While Boris Johnson said, “Mother Nature does not like working from home.'' It wasn’t surprising that politicians wanted people back at their desks due to the financial impact of working from the office. According to a report in the BBC, US workers spent between $2,000 - $5,000 each year on transport to work before the pandemic.

That’s where the problem lies. The majority of us stopped planning for public transport, takeaway coffee, and fresh work-appropriate outfits. We must reconsider these things now, and our wallets are paying

the price. Gas costs are at an all-time high, making public transport increase their fees; food and clothes are all on a steep incline. A simple iced latte from Dunkin’ went from $3.70 to $3.99 (which doesn’t seem like much but 2-3 coffees a day with the extra flavors and shots add up to a lot), while sandwiches soared by 14% and salads by 11%.

This contributes to the pressure employees feel about heading into the office. Remote work may have begun as a safety measure, but it’s now a savings measure for employees around the world.

Bloomberg are offering its US staff a $75 daily commuting stipend that they can spend however they want. And other companies are doing the best they can. This still lends credence to ‘the great resignation.’ Initially starting with the retail, food service, and hospitality sectors which were hard hit during the pandemic, it has since spread to other industries. By September 2021, the US Bureau of Labor Statistics reported 4.4 million resignations.

That’s where the most critical question lies…work from home, work from the office or stick to this new hybrid world culture?

Borris Johnson thinks, “We need to get back into the habit of getting into the office.” Because his experience of working from home “is you spend an awful lot of time making another cup of coffee and then, you know, getting up, walking very slowly to the fridge, hacking off a small piece of cheese, then walking very slowly back to your laptop and then forgetting what it was you’re doing.”

While New York City Mayor Eric Adams says you “can't stay home in your pajamas all day."

In the end, does it really matter where we work if efficiency and productivity are great?
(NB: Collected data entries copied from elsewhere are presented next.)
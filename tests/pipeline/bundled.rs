//! The bundled grammar and vocabulary.

use semgram_grammar::GrammarAssembler;
use semgram_pipeline::{DEFAULT_GRAMMAR, DEFAULT_VOCABULARY, MorphTags, PipelineConfig, Vocabulary};

fn vocabulary() -> Vocabulary {
    Vocabulary::parse(DEFAULT_VOCABULARY).unwrap()
}

#[test]
fn bundled_vocabulary_parses() {
    let vocab = vocabulary();
    assert!(vocab.len() > 20);
    assert!(vocab.types_of("knedlík").unwrap().contains("#priloha"));
}

#[test]
fn bundled_grammar_compiles() {
    let registry = vocabulary().registry(&PipelineConfig::default());
    let compiled = GrammarAssembler::default()
        .compile(DEFAULT_GRAMMAR, &registry)
        .unwrap();

    let text = &compiled.text;
    assert!(text.starts_with("sentence:(t_zelenina)|(t_masoprodukt)|(t_priloha)|(t_polevka)"));
    assert!(!text.contains("t_testoviny)|"));
    for terminal in ["PRILOHA", "MASOPRODUKT", "PREP_S", "COORD_A", "D2MEASURE"] {
        let t = terminal.to_lowercase();
        assert!(text.contains(&format!("eps_{t}: {terminal} | empty_{t}")), "{terminal}");
    }
    assert_eq!(compiled.stats.coordination_rules, 0);
    assert_eq!(compiled.stats.preposition_rules, 0);
}

#[test]
fn bundled_grammar_is_reproducible() {
    let registry = vocabulary().registry(&PipelineConfig::default());
    let first = GrammarAssembler::default().compile(DEFAULT_GRAMMAR, &registry).unwrap();
    let second = GrammarAssembler::default().compile(DEFAULT_GRAMMAR, &registry).unwrap();
    assert_eq!(first.text, second.text);
}

#[test]
fn every_emitted_label_is_a_grammar_literal() {
    let mut vocab = vocabulary();
    vocab.insert("slovo", "#bar");
    vocab.insert("slovo", "#foo");
    vocab.insert("slovo", "#floskule");
    let config = PipelineConfig::default();
    let compiled = GrammarAssembler::default()
        .compile(DEFAULT_GRAMMAR, &vocab.registry(&config))
        .unwrap();

    let words: Vec<String> = vocab.words().map(str::to_string).collect();
    for word in &words {
        for tags in [MorphTags::default(), MorphTags::parse("k2eAd2")] {
            for label in vocab.semtypes_for_lemma(word, &tags, &config) {
                let literal = format!("\"{label}\"");
                assert!(compiled.text.contains(&literal), "{word}: {label}");
            }
        }
    }
}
We’ve proven that companies can trust us to achieve the same results — or better! — and on time with this hybrid model. Employees can be more flexible, which boosts satisfaction, improves both productivity and retention, and improves diversity in the workplace because corporations can hire through the US and indeed all over the world.

We’ve seen companies make this work in many ways, through virtual lunches, breakout rooms, paint and prosecco parties, and — the most popular — trivia nights.

As much as we strive for normalcy, the last two years cannot simply be erased. So instead of wiping out this era, it's time to embrace the change and find the right world culture for you.

What would get you into the office? Free lunch? A gym membership? Permission to hang out with your dog? Some employers are trying just that.